- **Brief**
Copy out exactly the lines from the first line of the material below through the line containing "pub fn spawn_match_logger<S>(engine: &SwipeEngine<S>)", and nothing beyond them.
(Supplied material)
//! Background tasks that run beside the HTTP server.

use std::{sync::Arc, time::Duration};

use noche_core::{engine::SwipeEngine, store::SwipeBackend};
use tokio::{
  sync::broadcast::error::RecvError,
  task::JoinHandle,
  time::MissedTickBehavior,
};

use crate::SweepConfig;

/// Run [`SwipeEngine::reconcile`] every `interval_secs` until aborted.
pub fn spawn_sweeper<S>(engine: Arc<SwipeEngine<S>>, config: SweepConfig) -> JoinHandle<()>
where
  S: SwipeBackend + 'static,
{
  tokio::spawn(async move {
    let mut ticker = tokio::time::interval(Duration::from_secs(config.interval_secs.max(1)));
    ticker.set_missed_tick_behavior(MissedTickBehavior::Delay);
    loop {
      ticker.tick().await;
      if let Err(e) = engine.reconcile(config.batch_size).await {
        tracing::warn!(error = %e, "detection sweep failed");
      }
    }
  })
}

/// Log every match-created event. Ends when the engine is dropped.
pub fn spawn_match_logger<S>(engine: &SwipeEngine<S>) -> JoinHandle<()>
where
  S: SwipeBackend,
{
  let mut events = engine.subscribe();
  tokio::spawn(async move {
    loop {
      match events.recv().await {
        Ok(created) => tracing::info!(
          event = %created.record.event_id,
          match_id = %created.record.match_id,
          user_a = %created.record.user_a,
          user_b = %created.record.user_b,
          triggered_by = %created.triggered_by,
          "match event"
        ),
        Err(RecvError::Lagged(skipped)) => {
          tracing::warn!(skipped, "match event logger fell behind");
        }
        Err(RecvError::Closed) => break,
      }
    }
  })
}

#[cfg(test)]
mod tests {
  use noche_core::{
    decision::DecisionKind,
    engine::{Caller, EngineConfig},
    event::{EventInfo, EventStatus},
    id::{EventId, UserId},
    memory::MemoryStore,
    participant::ParticipantSnapshot,
  };

  use super::*;

  #[tokio::test]
  async fn logger_stops_when_engine_is_dropped() {
    let store = MemoryStore::new();
    store.upsert_event(EventInfo::new("E1", "E1", EventStatus::Current)).unwrap();
    for id in ["U1", "U2"] {
      store.upsert_profile(ParticipantSnapshot::new(id, id)).unwrap();
      store.add_participant(&EventId::from("E1"), &UserId::from(id)).unwrap();
    }
    let engine = SwipeEngine::new(Arc::new(store), EngineConfig::default());
    let logger = spawn_match_logger(&engine);

    for (from, to) in [("U1", "U2"), ("U2", "U1")] {
      engine
        .submit_decision(
          &Caller::User(UserId::from(from)),
          &EventId::from("E1"),
          &UserId::from(to),
          DecisionKind::Like,
        )
        .await
        .unwrap();
    }

    drop(engine);
    tokio::time::timeout(Duration::from_secs(5), logger)
      .await
      .expect("logger should finish")
      .unwrap();
  }

  #[tokio::test]
  async fn sweeper_keeps_ticking() {
    let engine = Arc::new(SwipeEngine::new(
      Arc::new(MemoryStore::new()),
      EngineConfig::default(),
    ));
    let handle = spawn_sweeper(engine, SweepConfig { interval_secs: 1, batch_size: 10 });
    tokio::time::sleep(Duration::from_millis(50)).await;
    assert!(!handle.is_finished());
    handle.abort();
  }
}
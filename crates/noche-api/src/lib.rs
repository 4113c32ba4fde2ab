//! JSON REST API for Noche.
//!
//! Exposes an axum [`Router`] that drives a [`SwipeEngine`] on behalf of
//! bearer-token callers. TLS and transport concerns are the caller's
//! responsibility.
//!
//! # Mounting
//!
//! ```rust,ignore
//! .nest("/api", noche_api::api_router(engine.clone()))
//! ```

pub mod auth;
pub mod decisions;
pub mod error;
pub mod feed;
pub mod matches;

use std::sync::Arc;

use axum::{
  Router,
  routing::{get, post},
};
use noche_core::{
  engine::SwipeEngine,
  store::{Authenticator, SwipeBackend},
};

pub use auth::CallerIdentity;
pub use error::ApiError;

/// A backend that can both run the engine and resolve bearer tokens.
pub trait ApiBackend: SwipeBackend + Authenticator + 'static {}

impl<T> ApiBackend for T where T: SwipeBackend + Authenticator + 'static {}

/// Build a fully-materialised API router for `engine`.
///
/// The returned `Router<()>` can be nested into any parent router regardless
/// of its own state type.
pub fn api_router<S>(engine: Arc<SwipeEngine<S>>) -> Router<()>
where
  S: ApiBackend,
{
  Router::new()
    .route("/events/{event_id}/feed", get(feed::handler::<S>))
    .route("/events/{event_id}/decisions", post(decisions::create::<S>))
    .route("/events/{event_id}/matches", get(matches::list::<S>))
    .with_state(engine)
}

#[cfg(test)]
mod tests;
//! Handler for the participant feed.
//!
//! | Method | Path | Notes |
//! |--------|------|-------|
//! | `GET`  | `/events/{event_id}/feed` | Optional `?limit=N`, clamped by config |

use std::sync::Arc;

use axum::{
  Json,
  extract::{Path, Query, State},
};
use noche_core::{
  engine::{FeedPage, SwipeEngine},
  id::EventId,
};
use serde::Deserialize;

use crate::{ApiBackend, auth::CallerIdentity, error::ApiError};

#[derive(Debug, Deserialize)]
pub struct FeedParams {
  pub limit: Option<usize>,
}

/// `GET /events/{event_id}/feed[?limit=N]`
pub async fn handler<S>(
  State(engine): State<Arc<SwipeEngine<S>>>,
  CallerIdentity(caller): CallerIdentity,
  Path(event_id): Path<EventId>,
  Query(params): Query<FeedParams>,
) -> Result<Json<FeedPage>, ApiError>
where
  S: ApiBackend,
{
  let page = engine.feed_page(&caller, &event_id, params.limit).await?;
  Ok(Json(page))
}
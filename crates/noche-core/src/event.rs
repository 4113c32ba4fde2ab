//! Events as seen by the match engine.
//!
//! Names, venues and photos live in the external directory. The engine only
//! needs to know whether an event exists and whether it is open for swiping.

use chrono::{DateTime, Utc};
use serde::{Deserialize, Serialize};

use crate::id::EventId;

/// Lifecycle of an event. The engine never changes it; an external scheduler
/// moves events to `Past` once they are over.
#[derive(
  Debug,
  Clone,
  Copy,
  PartialEq,
  Eq,
  Serialize,
  Deserialize,
  strum::Display,
  strum::EnumString,
  strum::AsRefStr,
)]
#[serde(rename_all = "snake_case")]
#[strum(serialize_all = "snake_case")]
pub enum EventStatus {
  Upcoming,
  Current,
  Past,
  Cancelled,
}

impl EventStatus {
  /// Swipes and feeds are only served for upcoming and current events.
  pub fn is_swipeable(self) -> bool {
    matches!(self, Self::Upcoming | Self::Current)
  }
}

#[derive(Debug, Clone, PartialEq, Eq, Serialize, Deserialize)]
pub struct EventInfo {
  pub event_id:  EventId,
  pub name:      String,
  pub status:    EventStatus,
  #[serde(default)]
  pub starts_at: Option<DateTime<Utc>>,
}

impl EventInfo {
  pub fn new(event_id: impl Into<EventId>, name: impl Into<String>, status: EventStatus) -> Self {
    Self { event_id: event_id.into(), name: name.into(), status, starts_at: None }
  }
}
//! SQL schema for the Noche SQLite store.
//!
//! Executed once at connection startup via `PRAGMA user_version`. Future
//! migrations will be gated on that version number.

/// Full schema DDL; idempotent thanks to `CREATE TABLE IF NOT EXISTS`.
pub const SCHEMA: &str = "
PRAGMA journal_mode = WAL;
PRAGMA foreign_keys = ON;

CREATE TABLE IF NOT EXISTS events (
    event_id   TEXT PRIMARY KEY,
    name       TEXT NOT NULL,
    status     TEXT NOT NULL,    -- 'upcoming' | 'current' | 'past' | 'cancelled'
    starts_at  TEXT              -- RFC 3339 UTC or NULL
);

CREATE TABLE IF NOT EXISTS profiles (
    user_id      TEXT PRIMARY KEY,
    display_name TEXT NOT NULL,
    age          INTEGER,
    gender       TEXT,
    orientation  TEXT,
    photo_refs   TEXT NOT NULL DEFAULT '[]',   -- JSON array of strings
    bio          TEXT
);

-- Roster order is insertion order (rowid).
CREATE TABLE IF NOT EXISTS participants (
    event_id   TEXT NOT NULL REFERENCES events(event_id),
    user_id    TEXT NOT NULL,
    joined_at  TEXT NOT NULL,
    PRIMARY KEY (event_id, user_id)
);

-- One row per (event, from, to); rows are never updated except to fill in
-- detected_at on likes.
CREATE TABLE IF NOT EXISTS decisions (
    event_id    TEXT NOT NULL,
    from_user   TEXT NOT NULL,
    to_user     TEXT NOT NULL,
    kind        TEXT NOT NULL,   -- 'like' | 'dislike'
    created_at  TEXT NOT NULL,
    detected_at TEXT,
    PRIMARY KEY (event_id, from_user, to_user),
    CHECK (from_user != to_user)
);

CREATE TABLE IF NOT EXISTS matches (
    match_id   TEXT PRIMARY KEY,
    event_id   TEXT NOT NULL,
    user_a     TEXT NOT NULL,
    user_b     TEXT NOT NULL,
    created_at TEXT NOT NULL,
    UNIQUE (event_id, user_a, user_b),
    CHECK  (user_a < user_b)
);

-- Only the SHA-256 of each token is stored.
CREATE TABLE IF NOT EXISTS access_tokens (
    token_hash TEXT PRIMARY KEY,
    user_id    TEXT NOT NULL,
    issued_at  TEXT NOT NULL,
    revoked_at TEXT
);

CREATE INDEX IF NOT EXISTS decisions_pending_idx
    ON decisions(created_at) WHERE kind = 'like' AND detected_at IS NULL;
CREATE INDEX IF NOT EXISTS matches_user_a_idx ON matches(event_id, user_a);
CREATE INDEX IF NOT EXISTS matches_user_b_idx ON matches(event_id, user_b);
CREATE INDEX IF NOT EXISTS tokens_user_idx    ON access_tokens(user_id);

PRAGMA user_version = 1;
";
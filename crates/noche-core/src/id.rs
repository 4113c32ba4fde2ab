//! Opaque identifiers handed to the core by its collaborators.
//!
//! The core never interprets an identifier; it only compares, hashes and
//! orders them.

use std::{cmp::Ordering, fmt};

use serde::{Deserialize, Serialize};

macro_rules! opaque_id {
  ($(#[$meta:meta])* $name:ident) => {
    $(#[$meta])*
    #[derive(
      Debug, Clone, PartialEq, Eq, PartialOrd, Ord, Hash, Serialize, Deserialize,
    )]
    #[serde(transparent)]
    pub struct $name(String);

    impl $name {
      pub fn new(id: impl Into<String>) -> Self { Self(id.into()) }

      pub fn as_str(&self) -> &str { &self.0 }

      pub fn into_inner(self) -> String { self.0 }
    }

    impl fmt::Display for $name {
      fn fmt(&self, f: &mut fmt::Formatter<'_>) -> fmt::Result {
        f.pad(&self.0)
      }
    }

    impl From<&str> for $name {
      fn from(s: &str) -> Self { Self(s.to_owned()) }
    }

    impl From<String> for $name {
      fn from(s: String) -> Self { Self(s) }
    }
  };
}

opaque_id!(
  /// A person, as identified by the external identity provider.
  UserId
);

opaque_id!(
  /// A nightlife event, as identified by the venue/event directory.
  EventId
);

// ─── PairKey ─────────────────────────────────────────────────────────────────

/// The order-independent key for an unordered pair of distinct users:
/// `(min(a, b), max(a, b))`.
///
/// Both sides of a mutual like canonicalise to the same key, so concurrent
/// match creation races on one storage key.
#[derive(Debug, Clone, PartialEq, Eq, Hash, Serialize, Deserialize)]
pub struct PairKey {
  low:  UserId,
  high: UserId,
}

impl PairKey {
  /// Canonicalise `a` and `b`. Returns `None` if they are the same user.
  pub fn new(a: UserId, b: UserId) -> Option<Self> {
    match a.cmp(&b) {
      Ordering::Less => Some(Self { low: a, high: b }),
      Ordering::Greater => Some(Self { low: b, high: a }),
      Ordering::Equal => None,
    }
  }

  pub fn low(&self) -> &UserId { &self.low }

  pub fn high(&self) -> &UserId { &self.high }
}

#[cfg(test)]
mod tests {
  use super::*;

  #[test]
  fn pair_key_is_order_independent() {
    let ab = PairKey::new("alice".into(), "bob".into()).unwrap();
    let ba = PairKey::new("bob".into(), "alice".into()).unwrap();
    assert_eq!(ab, ba);
    assert_eq!(ab.low().as_str(), "alice");
    assert_eq!(ab.high().as_str(), "bob");
  }

  #[test]
  fn pair_key_rejects_self_pair() {
    assert!(PairKey::new("u1".into(), "u1".into()).is_none());
  }

  #[test]
  fn ids_serialise_as_plain_strings() {
    let json = serde_json::to_string(&EventId::new("E42")).unwrap();
    assert_eq!(json, "\"E42\"");
    let back: UserId = serde_json::from_str("\"U7\"").unwrap();
    assert_eq!(back, UserId::from("U7"));
  }
}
(End Supplied material)
- **Response area**
//! Background tasks that run beside the HTTP server.

use std::{sync::Arc, time::Duration};

use noche_core::{engine::SwipeEngine, store::SwipeBackend};
use tokio::{
  sync::broadcast::error::RecvError,
  task::JoinHandle,
  time::MissedTickBehavior,
};

use crate::SweepConfig;

/// Run [`SwipeEngine::reconcile`] every `interval_secs` until aborted.
pub fn spawn_sweeper<S>(engine: Arc<SwipeEngine<S>>, config: SweepConfig) -> JoinHandle<()>
where
  S: SwipeBackend + 'static,
{
  tokio::spawn(async move {
    let mut ticker = tokio::time::interval(Duration::from_secs(config.interval_secs.max(1)));
    ticker.set_missed_tick_behavior(MissedTickBehavior::Delay);
    loop {
      ticker.tick().await;
      if let Err(e) = engine.reconcile(config.batch_size).await {
        tracing::warn!(error = %e, "detection sweep failed");
      }
    }
  })
}

/// Log every match-created event. Ends when the engine is dropped.
pub fn spawn_match_logger<S>(engine: &SwipeEngine<S>) -> JoinHandle<()>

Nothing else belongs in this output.